“Isto significa que nos meses imediatos aos exames, e com ampla participação dos nervos, me alimentei de serragem, que por outro lado, me tinham remastigado já mil bocas.” Carta ao Pai - Franz Kafka
Era um sujeito que estava pronto a arranjar uma profissão, mas não sabia como fazê-lo. Seu pai engenheiro e a mãe professora pareciam exercer profissões que já haviam sido ruminadas por séculos de gerações. Aprendera, no decorrer da sua vida, que era uma pessoa única, especial, que deveria fazer aquilo que o coração manda porque era diferente de todos os outros e em todo mundo não existia nada, nem traço nem rastro de qualquer coisa que fosse similar a ele. É claro que não concordava, mesmo porque aprendera na aula de genética que a diferença entre um ser humano e um macaco era de menos de 1%. Ele até concordava com isso, via as similitudes e parecências, muito embora os macacos, do lado deles, parecerem não se importar com esse assunto que para os humanos era tão aflitivo.

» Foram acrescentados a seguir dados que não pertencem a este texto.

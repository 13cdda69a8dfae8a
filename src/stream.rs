//! A uniform, position-tracked byte source over three backings: an
//! in-memory slice, a pull [`Read`]er, or a memory-mapped file.
//!
//! All three expose the same `peek`/`peek_offset`/`consume` contract so the
//! tokenizer never has to know which one it is driving.

use std::io::Read;
use std::path::Path;

use crate::error::{Result, RtfError};
use crate::position::Position;

/// Files at or above this size are memory-mapped by [`ByteStream::from_file`]
/// instead of being read fully into memory.
pub const DEFAULT_MMAP_THRESHOLD: u64 = 1024 * 1024;

/// Minimum number of bytes [`ByteStream::peek_offset`] is guaranteed to make
/// available (when that many remain in the source), regardless of backing.
const MIN_LOOKAHEAD: usize = 4;

/// How much to read from a pull reader at a time when the lookahead buffer
/// runs dry.
const READER_CHUNK: usize = 8 * 1024;

enum FullBytes<'a> {
    Borrowed(&'a [u8]),
    Owned(Vec<u8>),
    Mmap(memmap2::Mmap),
}

impl<'a> FullBytes<'a> {
    fn as_slice(&self) -> &[u8] {
        match self {
            FullBytes::Borrowed(s) => s,
            FullBytes::Owned(v) => v.as_slice(),
            FullBytes::Mmap(m) => &m[..],
        }
    }
}

struct ReaderBacking<'a> {
    reader: Box<dyn Read + 'a>,
    buf: Vec<u8>,
    /// Index into `buf` of the next unconsumed byte.
    buf_pos: usize,
    eof: bool,
}

impl<'a> ReaderBacking<'a> {
    /// Ensure at least `want` unconsumed bytes are buffered (or we've hit EOF).
    fn fill(&mut self, want: usize) -> std::io::Result<()> {
        if self.eof {
            return Ok(());
        }
        // Compact the buffer so we don't grow it forever.
        if self.buf_pos > 0 {
            self.buf.drain(0..self.buf_pos);
            self.buf_pos = 0;
        }
        while self.buf.len() < want && !self.eof {
            let start = self.buf.len();
            self.buf.resize(start + READER_CHUNK, 0);
            let n = self.reader.read(&mut self.buf[start..])?;
            self.buf.truncate(start + n);
            if n == 0 {
                self.eof = true;
            }
        }
        Ok(())
    }

    fn peek_offset(&mut self, n: usize) -> std::io::Result<Option<u8>> {
        if self.buf_pos + n >= self.buf.len() && !self.eof {
            self.fill(self.buf_pos + n + 1)?;
        }
        Ok(self.buf.get(self.buf_pos + n).copied())
    }

    fn consume(&mut self) -> std::io::Result<Option<u8>> {
        let byte = self.peek_offset(0)?;
        if byte.is_some() {
            self.buf_pos += 1;
        }
        Ok(byte)
    }
}

enum Backing<'a> {
    Full { bytes: FullBytes<'a>, cursor: usize },
    Reader(ReaderBacking<'a>),
}

/// A position-tracked byte source.
///
/// Construct with [`ByteStream::from_slice`], [`ByteStream::from_reader`], or
/// [`ByteStream::from_file`].
pub struct ByteStream<'a> {
    backing: Backing<'a>,
    pos: Position,
    prev_byte: Option<u8>,
}

impl<'a> ByteStream<'a> {
    /// Zero-copy stream over a borrowed byte slice.
    pub fn from_slice(data: &'a [u8]) -> Self {
        ByteStream {
            backing: Backing::Full { bytes: FullBytes::Borrowed(data), cursor: 0 },
            pos: Position::start(),
            prev_byte: None,
        }
    }

    /// Stream over an owned buffer (used internally by `from_file` below the
    /// mmap threshold, and available to callers who already have bytes in hand).
    pub fn from_owned(data: Vec<u8>) -> Self {
        ByteStream {
            backing: Backing::Full { bytes: FullBytes::Owned(data), cursor: 0 },
            pos: Position::start(),
            prev_byte: None,
        }
    }

    /// Stream over any pull reader. Buffers internally; never requires the
    /// reader to be seekable.
    pub fn from_reader(reader: impl Read + 'a) -> Self {
        ByteStream {
            backing: Backing::Reader(ReaderBacking {
                reader: Box::new(reader),
                buf: Vec::new(),
                buf_pos: 0,
                eof: false,
            }),
            pos: Position::start(),
            prev_byte: None,
        }
    }

    /// Open a file, memory-mapping it when its size is at or above `threshold`
    /// bytes, otherwise reading it fully into memory.
    pub fn from_file_with_threshold(path: impl AsRef<Path>, threshold: u64) -> Result<Self> {
        let path = path.as_ref();
        let file = std::fs::File::open(path)?;
        let len = file.metadata()?.len();
        if len >= threshold {
            // SAFETY: the caller is responsible for not mutating the file out
            // from under the mapping for the lifetime of the returned stream;
            // this matches the documented contract of `memmap2::Mmap::map`.
            let mmap = unsafe { memmap2::Mmap::map(&file)? };
            Ok(ByteStream {
                backing: Backing::Full { bytes: FullBytes::Mmap(mmap), cursor: 0 },
                pos: Position::start(),
                prev_byte: None,
            })
        } else {
            let mut file = file;
            let mut data = Vec::with_capacity(len as usize);
            file.read_to_end(&mut data)?;
            Ok(Self::from_owned(data))
        }
    }

    /// Open a file using the default 1 MiB mmap threshold.
    pub fn from_file(path: impl AsRef<Path>) -> Result<Self> {
        Self::from_file_with_threshold(path, DEFAULT_MMAP_THRESHOLD)
    }

    pub fn position(&self) -> Position {
        self.pos
    }

    /// The minimum lookahead distance guaranteed to be valid regardless of backing.
    pub fn min_lookahead(&self) -> usize {
        MIN_LOOKAHEAD
    }

    pub fn peek(&mut self) -> Option<u8> {
        self.peek_offset(0)
    }

    pub fn peek_offset(&mut self, n: usize) -> Option<u8> {
        match &mut self.backing {
            Backing::Full { bytes, cursor } => bytes.as_slice().get(*cursor + n).copied(),
            Backing::Reader(r) => r.peek_offset(n).unwrap_or(None),
        }
    }

    /// Like [`Self::peek_offset`], but surfaces reader I/O failures instead of
    /// silently treating them as end-of-stream.
    pub fn try_peek_offset(&mut self, n: usize) -> Result<Option<u8>> {
        match &mut self.backing {
            Backing::Full { bytes, cursor } => Ok(bytes.as_slice().get(*cursor + n).copied()),
            Backing::Reader(r) => r.peek_offset(n).map_err(RtfError::from),
        }
    }

    pub fn consume(&mut self) -> Option<u8> {
        self.try_consume().unwrap_or(None)
    }

    pub fn try_consume(&mut self) -> Result<Option<u8>> {
        let byte = match &mut self.backing {
            Backing::Full { bytes, cursor } => {
                let b = bytes.as_slice().get(*cursor).copied();
                if b.is_some() {
                    *cursor += 1;
                }
                b
            }
            Backing::Reader(r) => r.consume()?,
        };
        if let Some(b) = byte {
            self.pos.advance(b, self.prev_byte);
            self.prev_byte = Some(b);
        }
        Ok(byte)
    }

    pub fn consume_if(&mut self, b: u8) -> bool {
        if self.peek() == Some(b) {
            self.consume();
            true
        } else {
            false
        }
    }

    /// Consume and return exactly `len` bytes, or as many as remain if the
    /// stream runs dry first (the caller decides whether that's an error).
    pub fn consume_n(&mut self, len: usize) -> Vec<u8> {
        let mut out = Vec::with_capacity(len.min(1 << 20));
        for _ in 0..len {
            match self.consume() {
                Some(b) => out.push(b),
                None => break,
            }
        }
        out
    }

    pub fn at_eof(&mut self) -> bool {
        self.peek().is_none()
    }
}

#[cfg(test)]
mod tests {
    use super::*;

    #[test]
    fn slice_peek_consume() {
        let mut s = ByteStream::from_slice(b"ab");
        assert_eq!(s.peek(), Some(b'a'));
        assert_eq!(s.peek_offset(1), Some(b'b'));
        assert_eq!(s.peek_offset(2), None);
        assert_eq!(s.consume(), Some(b'a'));
        assert_eq!(s.position().column, 2);
        assert_eq!(s.consume(), Some(b'b'));
        assert_eq!(s.consume(), None);
    }

    #[test]
    fn consume_if_only_advances_on_match() {
        let mut s = ByteStream::from_slice(b"x");
        assert!(!s.consume_if(b'y'));
        assert!(s.consume_if(b'x'));
        assert!(s.at_eof());
    }

    #[test]
    fn reader_backing_matches_slice_behavior() {
        let data: &[u8] = b"hello world, this is a moderately long buffer to exercise refills";
        let mut by_slice = ByteStream::from_slice(data);
        let mut by_reader = ByteStream::from_reader(std::io::Cursor::new(data.to_vec()));
        loop {
            let a = by_slice.consume();
            let b = by_reader.consume();
            assert_eq!(a, b);
            if a.is_none() {
                break;
            }
        }
    }

    #[test]
    fn reader_peek_offset_does_not_advance() {
        let mut s = ByteStream::from_reader(std::io::Cursor::new(b"abcd".to_vec()));
        assert_eq!(s.peek_offset(3), Some(b'd'));
        assert_eq!(s.position().offset, 0);
        assert_eq!(s.consume(), Some(b'a'));
    }

    #[test]
    fn owned_file_below_threshold_reads_fully() {
        let dir = tempfile::tempdir().unwrap();
        let path = dir.path().join("small.rtf");
        std::fs::write(&path, b"{\\rtf1 hi}").unwrap();
        let mut s = ByteStream::from_file_with_threshold(&path, 1024 * 1024).unwrap();
        assert_eq!(s.consume(), Some(b'{'));
    }

    #[test]
    fn mmap_file_above_threshold() {
        let dir = tempfile::tempdir().unwrap();
        let path = dir.path().join("big.rtf");
        std::fs::write(&path, b"{\\rtf1 hi}").unwrap();
        let mut s = ByteStream::from_file_with_threshold(&path, 0).unwrap();
        assert_eq!(s.consume(), Some(b'{'));
    }
}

Enfim, era um rapaz que aprendera a ser ele mesmo e quando foi escolher uma profissão só havia coisas que outros também faziam. Era um paradoxo. Advogado? Mas já há tantos deles no mundo, andando de terno, falando difícil e tratando mal as pessoas. Médico? Quantos já cuidaram dele, pediatra, ortopedista, urologista, todos de branco e com uma fala mansa apesar da letra bruta. Bancário? Assim como todos aqueles senhores que ficavam atrás daquele computador contando dinheiro e botando numa caixa que aparecia vazia no dia seguinte sem nem ao menos lhe explicarem para onde e para quem fora toda aquela grana. Ia listando uma a uma as profissões e já havia gente demais em todas elas e parecia não haver uma para ele.
Andava pelas ruas olhando e pensando no que poderia fazer. Poderia até inventar uma profissão nova, mas para isso deveria ser inventor, profissão antiga. Artistas se amontoavam também, além de que a maioria deles parecia insensível e egoísta. Sentava na praia e via tanta gente também sentada que chegou até a pensar que estavam passando pela mesma situação que ele, mas não, estavam apenas desempregados: era uma consequência de tanta gente fazer a mesma coisa, sobrava gente para coisa.
Não fazia sentido em sua cabeça essa lógica de profissão, se havia mais gente que profissão, tanto que muitas pessoas nem conseguiam trabalhar, porque então haveriam de escolher logo aquilo para fazer na vida? Escolhe-se uma profissão para trabalhar nela, não para ficar a toa com ela. Profissão não era uma posse, mas uma atividade.
Até que de pensamento em pensamento resolveu estudar que não era uma profissão. Passou a vida inteira estudando, sem nunca ao menos ter trabalhado. Vivia de dinheiro, migalhas, livros e atenção dos outros. Aos poucos foi lendo cada livro que existia, sempre fazendo anotações e escrevendo teorias sobre eles. Depois de cinquenta anos era a pessoa mais culta do seu país, e mesmo sem saber disso pois tinha vivido numa letargia social por tanto tempo, resolveu fazer um pronunciamento. O que sabia era útil para o mundo: bateu nos jornais, revistas, televisões e rádios e não foi recebido. Escrevera um discurso de quase oitocentas páginas que mal conseguia carregar sozinho e queria que todos soubessem o que havia aprendido em toda essa vida de dedicação e estudo. Eram palavras doces e duras, de uma sabedoria que só um homem que, por um lado estava entranhado do mundo e por outro havia se guardado dele poderia escrever. Entretanto ninguém ao menos chegou a recebê-lo. Ficava sempre nas portarias e via passar tanta gente bem arrumada e com o rosto tão tenso que misturava o que via com o que imaginara. Em sua cabeça se fundia o sonho antigo de ter uma profissão com a realidade de toda aquela gente. Seu pronunciamento, seu discurso e tudo que aprendera era tão precioso que parecia ser inútil. Depois de tanto trabalho, percebeu que talvez tudo havia sido em vão, pois em cada porta que batia, ouvia a resposta da secretária: “O senhor não poderá recebê-lo. Está trabalhando.”